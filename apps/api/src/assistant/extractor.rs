//! Score/category extraction: pluggable strategy for pulling a `ScoreQuery`
//! out of free-form student text.
//!
//! Default: `FirstMatchExtractor` (first number, first category code anywhere in the text).
//! Alternative: `LabeledFieldExtractor` (prefers `marks: 185, category: BC` style fields).
//!
//! The classifier holds an `Arc<dyn ScoreExtractor>`, chosen at startup via config.

use std::str::FromStr;
use std::sync::{Arc, LazyLock};

use regex::Regex;
use serde::{Deserialize, Serialize};

use crate::catalog::CategoryCode;

/// A score and category parsed from a message.
#[derive(Debug, Clone, Copy, PartialEq, Serialize, Deserialize)]
pub struct ScoreQuery {
    pub score: f64,
    pub category: CategoryCode,
}

pub trait ScoreExtractor: Send + Sync {
    /// Returns `Some` only when both a score and a category were found.
    fn extract(&self, text: &str) -> Option<ScoreQuery>;

    /// Short label for logs.
    fn name(&self) -> &'static str;
}

// NOTE: expect() is acceptable on these: the patterns are constants.
// Scores are ASCII digits bounded by non-digits on both sides, so "185marks"
// yields 185 while "2024" yields nothing. The value is capture group 1.
static SCORE_PATTERN: LazyLock<Regex> = LazyLock::new(|| {
    Regex::new(r"(?:^|[^0-9.])([0-9]{1,3}(?:\.[0-9]+)?)(?:[^0-9]|$)")
        .expect("Invalid regex: score pattern")
});

static CATEGORY_PATTERN: LazyLock<Regex> = LazyLock::new(|| {
    Regex::new(r"\b(?:oc|bcm|bc|mbc|sca|sc|st)\b").expect("Invalid regex: category pattern")
});

static LABELED_SCORE_PATTERN: LazyLock<Regex> = LazyLock::new(|| {
    Regex::new(
        r"\b(?:marks?|scored?|cutoff)\b\s*(?:[:=]|is|of)?\s*([0-9]{1,3}(?:\.[0-9]+)?)(?:[^0-9]|$)",
    )
    .expect("Invalid regex: labeled score pattern")
});

static LABELED_CATEGORY_PATTERN: LazyLock<Regex> = LazyLock::new(|| {
    Regex::new(r"\b(?:category|community|quota)\b\s*(?:[:=]|is)?\s*(oc|bcm|bc|mbc|sca|sc|st)\b")
        .expect("Invalid regex: labeled category pattern")
});

fn parse_score(captures: regex::Captures<'_>) -> Option<f64> {
    captures.get(1)?.as_str().parse().ok()
}

fn first_score(lowered: &str) -> Option<f64> {
    SCORE_PATTERN.captures_iter(lowered).find_map(parse_score)
}

fn first_category(lowered: &str) -> Option<CategoryCode> {
    CATEGORY_PATTERN
        .find(lowered)
        .and_then(|m| m.as_str().parse().ok())
}

// ────────────────────────────────────────────────────────────────────────────
// FirstMatchExtractor (default)
// ────────────────────────────────────────────────────────────────────────────

/// Takes the first numeric token (1–3 digits, optional decimal) and the first
/// whole-word category code in the lower-cased text.
///
/// "I am 18 and scored 190 in BC" extracts 18. Known limitation, kept as-is.
#[derive(Debug, Default, Clone, Copy)]
pub struct FirstMatchExtractor;

impl ScoreExtractor for FirstMatchExtractor {
    fn extract(&self, text: &str) -> Option<ScoreQuery> {
        let lowered = text.to_lowercase();
        let score = first_score(&lowered)?;
        let category = first_category(&lowered)?;
        Some(ScoreQuery { score, category })
    }

    fn name(&self) -> &'static str {
        "first_match"
    }
}

// ────────────────────────────────────────────────────────────────────────────
// LabeledFieldExtractor
// ────────────────────────────────────────────────────────────────────────────

/// Prefers values introduced by a label (`marks: 185`, `scored 190`,
/// `category BC`, `community = mbc`). A field with no label falls back to its
/// first occurrence, as in `FirstMatchExtractor`.
#[derive(Debug, Default, Clone, Copy)]
pub struct LabeledFieldExtractor;

impl ScoreExtractor for LabeledFieldExtractor {
    fn extract(&self, text: &str) -> Option<ScoreQuery> {
        let lowered = text.to_lowercase();

        let score = LABELED_SCORE_PATTERN
            .captures_iter(&lowered)
            .find_map(parse_score)
            .or_else(|| first_score(&lowered))?;

        let category = LABELED_CATEGORY_PATTERN
            .captures(&lowered)
            .and_then(|c| c.get(1))
            .and_then(|m| m.as_str().parse().ok())
            .or_else(|| first_category(&lowered))?;

        Some(ScoreQuery { score, category })
    }

    fn name(&self) -> &'static str {
        "labeled"
    }
}

// ────────────────────────────────────────────────────────────────────────────
// Strategy selection
// ────────────────────────────────────────────────────────────────────────────

#[derive(Debug, Clone, Copy, Default, PartialEq, Eq)]
pub enum ExtractionStrategy {
    #[default]
    FirstMatch,
    Labeled,
}

impl FromStr for ExtractionStrategy {
    type Err = String;

    fn from_str(s: &str) -> Result<Self, Self::Err> {
        match s.trim().to_ascii_lowercase().as_str() {
            "first_match" | "first-match" => Ok(Self::FirstMatch),
            "labeled" | "labelled" => Ok(Self::Labeled),
            other => Err(format!(
                "Unknown extraction strategy '{other}' (expected first_match or labeled)"
            )),
        }
    }
}

pub fn build_extractor(strategy: ExtractionStrategy) -> Arc<dyn ScoreExtractor> {
    match strategy {
        ExtractionStrategy::FirstMatch => Arc::new(FirstMatchExtractor),
        ExtractionStrategy::Labeled => Arc::new(LabeledFieldExtractor),
    }
}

◆ ◆ ◆ ◆

**DIRECTIONS FOR THIS TASK**
Return every line above exactly.

**TASK ANSWER**
filename apps/api/src/assistant/extractor.rs
//! Score/category extraction: pluggable strategy for pulling a `ScoreQuery`
//! out of free-form student text.
//!
//! Default: `FirstMatchExtractor` (first number, first category code anywhere in the text).
//! Alternative: `LabeledFieldExtractor` (prefers `marks: 185, category: BC` style fields).
//!
//! The classifier holds an `Arc<dyn ScoreExtractor>`, chosen at startup via config.

use std::str::FromStr;
use std::sync::{Arc, LazyLock};

use regex::Regex;
use serde::{Deserialize, Serialize};

use crate::catalog::CategoryCode;

/// A score and category parsed from a message.
#[derive(Debug, Clone, Copy, PartialEq, Serialize, Deserialize)]
pub struct ScoreQuery {
    pub score: f64,
    pub category: CategoryCode,
}

pub trait ScoreExtractor: Send + Sync {
    /// Returns `Some` only when both a score and a category were found.
    fn extract(&self, text: &str) -> Option<ScoreQuery>;

    /// Short label for logs.
    fn name(&self) -> &'static str;
}

// NOTE: expect() is acceptable on these: the patterns are constants.
// Scores are ASCII digits bounded by non-digits on both sides, so "185marks"
// yields 185 while "2024" yields nothing. The value is capture group 1.
static SCORE_PATTERN: LazyLock<Regex> = LazyLock::new(|| {
    Regex::new(r"(?:^|[^0-9.])([0-9]{1,3}(?:\.[0-9]+)?)(?:[^0-9]|$)")
        .expect("Invalid regex: score pattern")
});

static CATEGORY_PATTERN: LazyLock<Regex> = LazyLock::new(|| {
    Regex::new(r"\b(?:oc|bcm|bc|mbc|sca|sc|st)\b").expect("Invalid regex: category pattern")
});

static LABELED_SCORE_PATTERN: LazyLock<Regex> = LazyLock::new(|| {
    Regex::new(
        r"\b(?:marks?|scored?|cutoff)\b\s*(?:[:=]|is|of)?\s*([0-9]{1,3}(?:\.[0-9]+)?)(?:[^0-9]|$)",
    )
    .expect("Invalid regex: labeled score pattern")
});

static LABELED_CATEGORY_PATTERN: LazyLock<Regex> = LazyLock::new(|| {
    Regex::new(r"\b(?:category|community|quota)\b\s*(?:[:=]|is)?\s*(oc|bcm|bc|mbc|sca|sc|st)\b")
        .expect("Invalid regex: labeled category pattern")
});

fn parse_score(captures: regex::Captures<'_>) -> Option<f64> {
    captures.get(1)?.as_str().parse().ok()
}

fn first_score(lowered: &str) -> Option<f64> {
    SCORE_PATTERN.captures_iter(lowered).find_map(parse_score)
}

fn first_category(lowered: &str) -> Option<CategoryCode> {
    CATEGORY_PATTERN
        .find(lowered)
        .and_then(|m| m.as_str().parse().ok())
}

// ────────────────────────────────────────────────────────────────────────────
// FirstMatchExtractor (default)
// ────────────────────────────────────────────────────────────────────────────

/// Takes the first numeric token (1–3 digits, optional decimal) and the first
/// whole-word category code in the lower-cased text.
///
/// "I am 18 and scored 190 in BC" extracts 18. Known limitation, kept as-is.
#[derive(Debug, Default, Clone, Copy)]
pub struct FirstMatchExtractor;

impl ScoreExtractor for FirstMatchExtractor {
    fn extract(&self, text: &str) -> Option<ScoreQuery> {
        let lowered = text.to_lowercase();
        let score = first_score(&lowered)?;
        let category = first_category(&lowered)?;
        Some(ScoreQuery { score, category })
    }

    fn name(&self) -> &'static str {
        "first_match"
    }
}

// ────────────────────────────────────────────────────────────────────────────
// LabeledFieldExtractor
// ────────────────────────────────────────────────────────────────────────────

/// Prefers values introduced by a label (`marks: 185`, `scored 190`,
/// `category BC`, `community = mbc`). A field with no label falls back to its
/// first occurrence, as in `FirstMatchExtractor`.
#[derive(Debug, Default, Clone, Copy)]
pub struct LabeledFieldExtractor;

impl ScoreExtractor for LabeledFieldExtractor {
    fn extract(&self, text: &str) -> Option<ScoreQuery> {
        let lowered = text.to_lowercase();

        let score = LABELED_SCORE_PATTERN
            .captures_iter(&lowered)
            .find_map(parse_score)
            .or_else(|| first_score(&lowered))?;

        let category = LABELED_CATEGORY_PATTERN
            .captures(&lowered)
            .and_then(|c| c.get(1))
            .and_then(|m| m.as_str().parse().ok())
            .or_else(|| first_category(&lowered))?;

        Some(ScoreQuery { score, category })
    }

    fn name(&self) -> &'static str {
        "labeled"
    }
}

// ────────────────────────────────────────────────────────────────────────────
// Strategy selection
// ────────────────────────────────────────────────────────────────────────────

#[derive(Debug, Clone, Copy, Default, PartialEq, Eq)]
pub enum ExtractionStrategy {
    #[default]
    FirstMatch,
    Labeled,
}

impl FromStr for ExtractionStrategy {
    type Err = String;

    fn from_str(s: &str) -> Result<Self, Self::Err> {
        match s.trim().to_ascii_lowercase().as_str() {
            "first_match" | "first-match" => Ok(Self::FirstMatch),
            "labeled" | "labelled" => Ok(Self::Labeled),
            other => Err(format!(
                "Unknown extraction strategy '{other}' (expected first_match or labeled)"
            )),
        }
    }
}

pub fn build_extractor(strategy: ExtractionStrategy) -> Arc<dyn ScoreExtractor> {
    match strategy {
        ExtractionStrategy::FirstMatch => Arc::new(FirstMatchExtractor),
        ExtractionStrategy::Labeled => Arc::new(LabeledFieldExtractor),
    }
}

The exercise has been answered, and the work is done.